Schreiber conta que antes de liberar o corpo, o perito já adiantou para ele que havia ocorrido violência sexual e que ela poderia ter sido dopada, já que não havia marcas de luta corporal e estava “com semblante de quem estava dormindo”.
Segundo o advogado da família, Humberto Meister, foi comprovado o “rompimento do hímen” e “grave laceração do canal vaginal, o que causou rompimento de vasos, o que levou a grave hemorragia”. Em dezembro, a família recebeu a confirmação de que Milena havia sido dopada com duas substâncias diferentes, uma sedativa e outra anestésica.

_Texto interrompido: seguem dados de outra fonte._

use axum::{extract::State, Json};
use serde::Deserialize;

use crate::agents::handlers::require;
use crate::errors::AppError;
use crate::orchestration::{run, OrchestratedReport, RunContext};
use crate::state::AppState;

#[derive(Debug, Deserialize)]
pub struct RunRequest {
    pub person_id: String,
    pub job_id: String,
}

/// POST /api/v1/runs
///
/// Runs all four agents for the pair. Agent failures are reported inside the
/// body, so this only errors on invalid input.
pub async fn handle_run(
    State(state): State<AppState>,
    Json(request): Json<RunRequest>,
) -> Result<Json<OrchestratedReport>, AppError> {
    let person_id = require("person_id", &request.person_id)?;
    let job_id = require("job_id", &request.job_id)?;

    let ctx = RunContext {
        store: &state.store,
        llm: state.llm.as_ref(),
        sink: state.sink.as_ref(),
        profiler_use_ai: state.profiler_use_ai,
    };
    let report = run(&ctx, person_id, job_id).await;

    Ok(Json(report))
}
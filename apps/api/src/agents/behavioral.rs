//! Behavioral Analyzer: soft skills and cultural fit from free-text candidate notes.

use serde_json::Value;
use tracing::info;

use crate::agents::prompts::BEHAVIORAL_TEMPLATE;
use crate::agents::{complete_json, AgentError, AgentName};
use crate::llm_client::prompts::{FAIRNESS_INSTRUCTION, JSON_ONLY_INSTRUCTION};
use crate::llm_client::{CompletionClient, CompletionParams};
use crate::normalize::ShapeContract;
use crate::records::{Collection, Record, RecordStore};

const TEMPERATURE: f32 = 0.7;

pub const ANALYSIS_KEYS: &[&str] = &[
    "person_id",
    "soft_skill_analysis",
    "keywords",
    "themes",
    "high_level_insights",
    "bias_mitigation_protocol",
];

pub fn contract() -> ShapeContract {
    ShapeContract::object(ANALYSIS_KEYS)
}

/// Candidate notes: `text` as-is, or `texts` joined with single spaces.
pub fn candidate_text(entry: &Record, person_id: &str) -> Result<String, AgentError> {
    if let Some(text) = entry.get("text").and_then(Value::as_str) {
        return Ok(text.to_string());
    }
    if let Some(texts) = entry.get("texts").and_then(Value::as_array) {
        let parts: Vec<&str> = texts.iter().filter_map(Value::as_str).collect();
        return Ok(parts.join(" "));
    }
    Err(AgentError::MissingText {
        person_id: person_id.to_string(),
    })
}

/// Runs the behavioral analysis and returns the model's object unchanged.
pub async fn analyze(
    store: &RecordStore,
    llm: &dyn CompletionClient,
    person_id: &str,
) -> Result<Value, AgentError> {
    let entry = store
        .get(Collection::CandidateText, person_id)
        .ok_or_else(|| AgentError::not_found("candidate text", person_id))?;
    let text = candidate_text(entry, person_id)?;
    info!("Behavioral analysis for {person_id}: {} chars of text", text.len());

    let prompt = BEHAVIORAL_TEMPLATE
        .replace("{json_only_instruction}", JSON_ONLY_INSTRUCTION)
        .replace("{fairness_instruction}", FAIRNESS_INSTRUCTION)
        .replace("{person_id}", person_id)
        .replace("{candidate_text}", &text);

    complete_json(
        llm,
        AgentName::BehavioralAnalyzer,
        &prompt,
        CompletionParams::with_temperature(TEMPERATURE),
        &contract(),
    )
    .await
}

“Eu tive acesso rápido ao inquérito, não me deixaram fazer cópias, mas o que se pode compreender é que foi usado um medicamento como o (calmante) Diazepam, além de um sedativo”, explica o advogado.
Ainda segundo Meister, o adolescente confirmou o ato sexual que, segundo ele, teria sido consentido. O garoto segue solto e, caso seja internado, cumprirá pena de no máximo três anos, com possibilidade de ser reduzida.
À reportagem, o pai disse que teve acesso ao depoimento da dona da casa onde ocorreu a confraternização. No relato, a mulher relatou que percebeu quando Milena começou a sentir mal, ao reclamar de “ardência nos olhos”. Em seguida, ajudou a colocá-la em um colchão em um quarto, onde outras participantes do piquete tinham dormido. “Isso só é sintoma de doping”, entende o pai.
A irmã mais nova estava andando a cavalo em frente à propriedade e não presenciou quando Milena começou a passar mal, conforme o advogado da família. Além da mulher, outras pessoas ouvidas pela polícia não relataram nada atípico. Só relataram quando o adolescente foi correndo atrás de seu pai.
Atleta, do campo e querida, diz pai
A família mora em uma propriedade há 20 minutos do centro da cidade. E, diferente de muitos jovens, Milena pretendia seguir a vida no campo. Segundo o pai, já havia aprendido a colheitadeira e estava fazendo técnico agrícola na cidade vizinha de Catuípe, junto com o ensino médio.
“Ela queria fazer agronomia para tocar a propriedade”, conta Schreiber.
Além da vida no campo, a garota também gostava de esportes. Nas paredes do quarto dela há diversas medalhas de competições das quais tinha participado, principalmente dos Jergs (Jogos Escolares do Rio Grande do Sul).
“No começo no que ela podia se meter, ela ia. Era handebol, corrida”, conta o pai.
A jovem tocava três instrumentos — violão, violino e flauta doce — e era líder de jovens na igreja. “Isso tudo foi arrancado de nós. Quero que alguém dê resposta, o ECA (Estatuto da Defesa da Criança e do Adolescente) é uma piada. O agressor é protegido, não pode ter nome divulgado. Mas e para a vítima? Cadê a proteção”, revolta-se o pai, que promete cobrar mudanças na legislação de políticos.
“Este ano foi nosso primeiro Natal, Ano Novo sem a Milena. No dia 17 de janeiro, ela iria completar 16 anos. A gente decidiu ir até o cemitério e deixar um presente para ela: um buquê de flores.”